How to tackle the problems:
• Evaluation: Whilst ICANN may not always enforce its policies, parties will have to undergo a lengthy evaluation process, as outlined in the gTLD Applicant Guidebook proposed final version published in November 2010 in order to apply for a gTLD.
• Pre-emptive objections: After extensive consultation, the new gTLD program also includes a mandatory dispute resolution system. This system provides a mechanism for resolving disputes where a party applies for a gTLD and a third party objects to this on the basis that the proposed gTLD would infringe their legal rights in a trade mark or brand. In relation to brand owners, therefore, a party may complain on the grounds that the “string” comprising the gTLD applied for will cause confusion with an existing domain, or that the third party has existing legal rights in the string comprising the gTLD. The brand owner is, however, required to monitor the application process in order to file any objection, unless it has taken advantage of the Clearing House (see 3 below).
• Submission of trade marks to the Trademark Clearing House: As part of the expansion of the gTLDs, ICANN is also establishing a Clearing House in order that information relating to the rights of trademark proprietors can be authenticated, stored, and disseminated. The Clearing House was adopted following recommendations made by the Implementation Recommendation Team during the consultation process and gives trade mark owners notice of any domain applications that are an exact match of their trade mark. The proviso being that a trade mark owner must register its rights under the Clearing House in order to receive such notice.
• Uniform Rapid Suspension system: This is a system proposed to be introduced to allow registries to “lock” offending domain names that are obvious infringements and is designed to be quicker and cheaper than the current UDRP process.
Purchase of new gTLDs:
Whilst it may be an expensive option, brand owners may find themselves forced to buy up crucial new gTLDs in order to protect their brand.
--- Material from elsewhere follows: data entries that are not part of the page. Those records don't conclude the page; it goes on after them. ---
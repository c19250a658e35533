//! Metrics helper structs for convenient metric recording

use prometheus::{Encoder, TextEncoder};

use super::{
    ACCESSOR_FAILURES_TOTAL, CACHE_LOOKUPS_TOTAL, PUBLISH_ATTEMPTS_TOTAL, RENDERS_TOTAL,
    RENDER_LATENCY, RESOLUTIONS_TOTAL, SECTIONS_SKIPPED_TOTAL, VALIDATIONS_TOTAL,
    VERSIONS_FORKED_TOTAL,
};

/// Encode all metrics to Prometheus text format
pub fn encode_metrics() -> Result<String, prometheus::Error> {
    let encoder = TextEncoder::new();
    let metric_families = prometheus::gather();
    let mut buffer = Vec::new();
    encoder.encode(&metric_families, &mut buffer)?;
    Ok(String::from_utf8(buffer).unwrap_or_default())
}

/// Helper struct for recording render metrics
pub struct RenderMetrics;

impl RenderMetrics {
    /// Record a finished render and its latency
    pub fn record_render(mode: &str, seconds: f64) {
        RENDERS_TOTAL.with_label_values(&[mode]).inc();
        RENDER_LATENCY.with_label_values(&[mode]).observe(seconds);
    }

    pub fn record_section_skipped() {
        SECTIONS_SKIPPED_TOTAL.inc();
    }
}

/// Helper struct for recording variable resolution metrics
pub struct ResolverMetrics;

impl ResolverMetrics {
    pub fn record_cache_hit() {
        CACHE_LOOKUPS_TOTAL.with_label_values(&["hit"]).inc();
    }

    pub fn record_cache_miss() {
        CACHE_LOOKUPS_TOTAL.with_label_values(&["miss"]).inc();
    }

    /// Record where a resolved value came from
    pub fn record_resolution(outcome: &str) {
        RESOLUTIONS_TOTAL.with_label_values(&[outcome]).inc();
    }

    /// Record a failed or timed out external lookup
    pub fn record_accessor_failure(source: &str) {
        ACCESSOR_FAILURES_TOTAL.with_label_values(&[source]).inc();
    }
}

/// Helper struct for recording validation and publish metrics
pub struct LifecycleMetrics;

impl LifecycleMetrics {
    pub fn record_validation(valid: bool) {
        let result = if valid { "valid" } else { "invalid" };
        VALIDATIONS_TOTAL.with_label_values(&[result]).inc();
    }

    pub fn record_publish(published: bool) {
        let result = if published { "published" } else { "rejected" };
        PUBLISH_ATTEMPTS_TOTAL.with_label_values(&[result]).inc();
    }

    pub fn record_fork() {
        VERSIONS_FORKED_TOTAL.inc();
    }
}
//! Acting user extraction.
//!
//! Authentication happens upstream; the host forwards the authenticated user
//! id in a header and the engine only records and checks it.

use std::convert::Infallible;

use axum::{extract::FromRequestParts, http::request::Parts};

pub const ACTOR_HEADER: &str = "x-user-id";

pub const DEFAULT_ACTOR: &str = "system";

/// The user performing the request
#[derive(Debug, Clone, PartialEq, Eq)]
pub struct Actor(pub String);

impl Actor {
    pub fn as_str(&self) -> &str {
        &self.0
    }
}

impl<S> FromRequestParts<S> for Actor
where
    S: Send + Sync,
{
    type Rejection = Infallible;

    async fn from_request_parts(parts: &mut Parts, _state: &S) -> Result<Self, Self::Rejection> {
        let actor = parts
            .headers
            .get(ACTOR_HEADER)
            .and_then(|v| v.to_str().ok())
            .map(str::trim)
            .filter(|v| !v.is_empty())
            .unwrap_or(DEFAULT_ACTOR);

        Ok(Actor(actor.to_string()))
    }
}
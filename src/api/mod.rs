//! API layer - HTTP endpoint handlers organized by concern.

mod actor;
mod health;
mod metrics;
mod render;
mod routes;
mod template;
mod usage;
mod variables;

pub use actor::{Actor, ACTOR_HEADER, DEFAULT_ACTOR};
pub use health::health;
pub use metrics::prometheus_metrics;
pub use routes::api_routes;
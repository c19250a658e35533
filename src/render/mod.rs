//! Document rendering.
//!
//! Sections are processed in `order_index` order. Conditional sections whose
//! condition fails are omitted entirely; visible sections get their
//! placeholders substituted, their fields rendered with constraint metadata
//! and, when an encounter is known, any clinical alerts appended.

mod document;
pub mod formula;
mod renderer;

pub use document::{FieldMetadata, RenderedDocument, RenderedField, RenderedSection};
pub use formula::{ArithmeticFormulaEvaluator, FormulaError, FormulaEvaluator};
pub use renderer::{RendererConfig, TemplateRenderer};
//! Fire-and-forget audit trail

use chrono::{DateTime, Utc};
use serde::Serialize;
use uuid::Uuid;

use super::TemplateAction;

/// A single audited action on a template
#[derive(Debug, Clone, Serialize)]
pub struct AuditEvent {
    pub template_id: Uuid,
    pub version: u32,
    pub action: TemplateAction,
    pub actor: String,
    pub at: DateTime<Utc>,
}

impl AuditEvent {
    pub fn new(template_id: Uuid, version: u32, action: TemplateAction, actor: &str) -> Self {
        Self {
            template_id,
            version,
            action,
            actor: actor.to_string(),
            at: Utc::now(),
        }
    }
}

/// Receives audit events. Recording must not block or fail the caller.
pub trait AuditSink: Send + Sync {
    fn record(&self, event: AuditEvent);
}

/// Writes audit events as structured tracing events on the `audit` target
pub struct TracingAuditSink;

impl AuditSink for TracingAuditSink {
    fn record(&self, event: AuditEvent) {
        tracing::info!(
            target: "audit",
            template_id = %event.template_id,
            version = event.version,
            action = event.action.as_str(),
            actor = %event.actor,
            at = %event.at,
            "Template audit event"
        );
    }
}
//! Variable resolution and validation endpoints.

use std::collections::BTreeMap;

use axum::{
    extract::{Path, State},
    Json,
};
use serde::{Deserialize, Serialize};
use uuid::Uuid;

use crate::error::Result;
use crate::server::AppState;
use crate::template::{RenderContext, Template, UpdateVariableRequest};

use super::Actor;

#[derive(Debug, Deserialize)]
pub struct ResolveRequest {
    pub names: Vec<String>,
    #[serde(default)]
    pub context: RenderContext,
}

#[derive(Debug, Serialize)]
pub struct ResolveResponse {
    pub values: BTreeMap<String, String>,
}

#[derive(Debug, Deserialize)]
pub struct ValidateValueRequest {
    pub value: String,
}

#[derive(Debug, Serialize)]
pub struct ValidateValueResponse {
    pub valid: bool,
    pub errors: Vec<String>,
}

/// POST /api/v1/templates/{id}/variables/resolve
#[tracing::instrument(name = "http.resolve_variables", skip(state, request))]
pub async fn resolve_variables(
    State(state): State<AppState>,
    Path(id): Path<Uuid>,
    Json(request): Json<ResolveRequest>,
) -> Result<Json<ResolveResponse>> {
    let values = state
        .manager
        .resolve_all_variables(id, &request.names, &request.context)
        .await?;
    Ok(Json(ResolveResponse { values }))
}

/// PUT /api/v1/templates/{id}/variables/{name}
#[tracing::instrument(name = "http.update_variable", skip(state, request, actor))]
pub async fn update_variable(
    State(state): State<AppState>,
    Path((id, name)): Path<(Uuid, String)>,
    actor: Actor,
    Json(request): Json<UpdateVariableRequest>,
) -> Result<Json<Template>> {
    Ok(Json(
        state
            .manager
            .update_variable(id, &name, request, actor.as_str())
            .await?,
    ))
}

/// POST /api/v1/templates/{id}/variables/{name}/validate
#[tracing::instrument(name = "http.validate_variable", skip(state, request))]
pub async fn validate_variable(
    State(state): State<AppState>,
    Path((id, name)): Path<(Uuid, String)>,
    Json(request): Json<ValidateValueRequest>,
) -> Result<Json<ValidateValueResponse>> {
    let errors = state
        .manager
        .validate_variable(id, &name, &request.value)
        .await?;
    Ok(Json(ValidateValueResponse {
        valid: errors.is_empty(),
        errors,
    }))
}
The author is aware of a number of major brands that are planning to do this, despite the hefty price tag and the current uncertain economic conditions.
In summary, the changes being made by ICANN over the coming months are far reaching and likely to result in a significant expansion in the number of domain names available for use on the internet. ICANN says that this expansion is crucial to maintain the level of competition within the system, thus providing increased access to members of the public. Brand owners are not so sure, given that it will almost certainly result in the need to purchase, for defensive purposes, more domain names and lead to the requirement for increased vigilance, all of which incurs costs which ultimately may be passed on to the consumer.